На границе о нас должны были сделать запись, кто мы такие и куда идем. Это также не вызвало особых вопросов, так как Иосиф официально признал себя отцом ребенка. Теперь я начинала понимать, насколько это облегчило жизнь мне и моему сыну. Но нас попросили указать имя ребенка, что вызвало некоторую заминку: дело в том, что в спешке мы не успели даже назвать младенца. Я назвала его Иешуа, первым именем, которое пришло мне на ум, — так звали моего брата.
Наконец мы пришли в Александрию. Завершилось долгое путешествие, настолько долгое, что мне показалось, что начавшие его и те, кто его закончили, — совершенно разные люди. Во всяком случае, я совершенно изменилась с тех пор, как покинула Бет Леем. Я увидела так много разных людей, обычаев, услышала так много наречий, мир настолько раздвинул для меня свои границы, что я порой удивлялась, как я до этого могла жить в мире, совершенно не зная его. Конечно, я не стала делиться с Иосифом своим открытием, да и он не проявлял интереса к моим переживаниям. Если бы мне вдруг пришла в голову мысль рассказать ему о своих впечатлениях, я думаю, что он едва ли понял, о чем идет речь. Вместе с нами путешествовала одна пожилая чета из Эммауса. Я часто видела, как, склонив головы друг к другу, они разговаривали, и в эти минуты казалось, что ничего вокруг них не существует. Я обращалась мыслями к нам с Иосифом: за все время путешествия сказанные нами друг другу слова можно было пересчитать по пальцам, и я думала о годах молчания, которые ожидали нас.
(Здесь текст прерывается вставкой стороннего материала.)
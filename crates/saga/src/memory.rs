use std::collections::HashMap;
use std::sync::Arc;

use async_trait::async_trait;
use chrono::{DateTime, Utc};
use common::SagaId;
use tokio::sync::RwLock;

use crate::instance::SagaInstance;
use crate::store::SagaStore;
use crate::{Result, SagaError};

/// In-memory saga state store for testing and the default wiring.
///
/// Provides the same compare-and-swap semantics as the Redis
/// implementation.
#[derive(Clone, Default)]
pub struct InMemorySagaStore {
    sagas: Arc<RwLock<HashMap<SagaId, SagaInstance>>>,
}

impl InMemorySagaStore {
    /// Creates a new empty store.
    pub fn new() -> Self {
        Self::default()
    }

    /// Returns the number of stored sagas.
    pub async fn saga_count(&self) -> usize {
        self.sagas.read().await.len()
    }

    /// Clears all sagas.
    pub async fn clear(&self) {
        self.sagas.write().await.clear();
    }
}

#[async_trait]
impl SagaStore for InMemorySagaStore {
    async fn insert(&self, instance: &SagaInstance) -> Result<()> {
        let mut sagas = self.sagas.write().await;
        if sagas.contains_key(&instance.saga_id()) {
            return Err(SagaError::AlreadyExists(instance.saga_id()));
        }
        sagas.insert(instance.saga_id(), instance.clone());
        Ok(())
    }

    async fn update(&self, instance: &mut SagaInstance) -> Result<()> {
        let mut sagas = self.sagas.write().await;
        let stored = sagas
            .get_mut(&instance.saga_id())
            .ok_or(SagaError::NotFound(instance.saga_id()))?;

        if stored.version != instance.version {
            return Err(SagaError::VersionConflict(instance.saga_id()));
        }

        instance.version += 1;
        *stored = instance.clone();
        Ok(())
    }

    async fn get(&self, saga_id: SagaId) -> Result<Option<SagaInstance>> {
        Ok(self.sagas.read().await.get(&saga_id).cloned())
    }

    async fn find_stale(&self, cutoff: DateTime<Utc>) -> Result<Vec<SagaInstance>> {
        let sagas = self.sagas.read().await;
        let mut stale: Vec<SagaInstance> = sagas
            .values()
            .filter(|s| !s.status().is_terminal() && s.updated_at() < cutoff)
            .cloned()
            .collect();
        stale.sort_by_key(|s| s.updated_at());
        Ok(stale)
    }
}
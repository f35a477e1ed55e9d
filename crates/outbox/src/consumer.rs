use std::collections::HashSet;
use std::sync::Arc;

use async_trait::async_trait;
use thiserror::Error;
use tokio::sync::RwLock;

use crate::event::{EventEnvelope, EventId};

/// Error returned by an event consumer.
#[derive(Debug, Error)]
#[error("Consumer error: {0}")]
pub struct ConsumerError(pub String);

/// Trait for downstream consumers of published envelopes.
///
/// Delivery is at-least-once, so handlers must tolerate duplicates; wrap a
/// consumer in [`DedupingConsumer`] to get that for free.
#[async_trait]
pub trait EventConsumer: Send + Sync {
    /// Returns the consumer name for logging.
    fn name(&self) -> &'static str;

    /// Handles one envelope.
    async fn handle(&self, envelope: &EventEnvelope) -> Result<(), ConsumerError>;
}

/// Wraps a consumer with event-id dedup so at-least-once delivery
/// collapses to exactly-once observable effects.
#[derive(Clone)]
pub struct DedupingConsumer<C> {
    inner: Arc<C>,
    seen: Arc<RwLock<HashSet<EventId>>>,
}

impl<C: EventConsumer> DedupingConsumer<C> {
    /// Wraps the given consumer.
    pub fn new(inner: C) -> Self {
        Self {
            inner: Arc::new(inner),
            seen: Arc::new(RwLock::new(HashSet::new())),
        }
    }

    /// Returns the wrapped consumer.
    pub fn inner(&self) -> &C {
        &self.inner
    }

    /// Returns how many distinct events have been handled.
    pub async fn seen_count(&self) -> usize {
        self.seen.read().await.len()
    }
}

#[async_trait]
impl<C: EventConsumer> EventConsumer for DedupingConsumer<C> {
    fn name(&self) -> &'static str {
        self.inner.name()
    }

    async fn handle(&self, envelope: &EventEnvelope) -> Result<(), ConsumerError> {
        {
            let mut seen = self.seen.write().await;
            if !seen.insert(envelope.event_id) {
                tracing::debug!(
                    consumer = self.inner.name(),
                    event_id = %envelope.event_id,
                    "duplicate delivery ignored"
                );
                return Ok(());
            }
        }

        match self.inner.handle(envelope).await {
            Ok(()) => Ok(()),
            Err(e) => {
                // Un-mark so a redelivery can retry the handler.
                self.seen.write().await.remove(&envelope.event_id);
                Err(e)
            }
        }
    }
}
Когда же наше путешествие приблизилось к концу и мы были почти у цели, Иосиф отозвал меня в сторону для серьезного разговора. Выражение его лица было очень сосредоточенным, он как будто обдумывал что-то очень долго и тщательно. Наконец он заговорил, взвешивая каждое слово. Он сказал, что я должна буду покрыть все расходы по путешествию из своего приданого, так как именно мой ребенок вынудил его покинуть родной кров. Мне захотелось напомнить ему, что причиной было еще и его решение жениться. Но я промолчала.
В Александрию мы прибыли поздним вечером, почти ночью, и я смогла увидеть лишь широкою улицу, освещенную множеством светильников, и просторные галереи. Долгое время это оставалось моим единственным впечатлением о городе, так как сразу по прибытии мы отправились в ту часть города, где жили евреи, и практически не покидали его в течение многих месяцев. Дома в еврейском квартале были очень разные — от шикарных построек, напоминавших дворцы, до бедных лачуг. Наше убежище принадлежало к последним. У Иосифа в Александрии жил двоюродный брат Иремия, который перебрался сюда очень давно. Он выделил нам небольшую комнатку в глубине внутреннего двора, за которую назначил плату. Столовались мы с его семьей — женой и детьми. Жена Премии, египтянка, смуглостью кожи напоминавшая эфиопку, не говорила ни на иудейском, ни на арамейском.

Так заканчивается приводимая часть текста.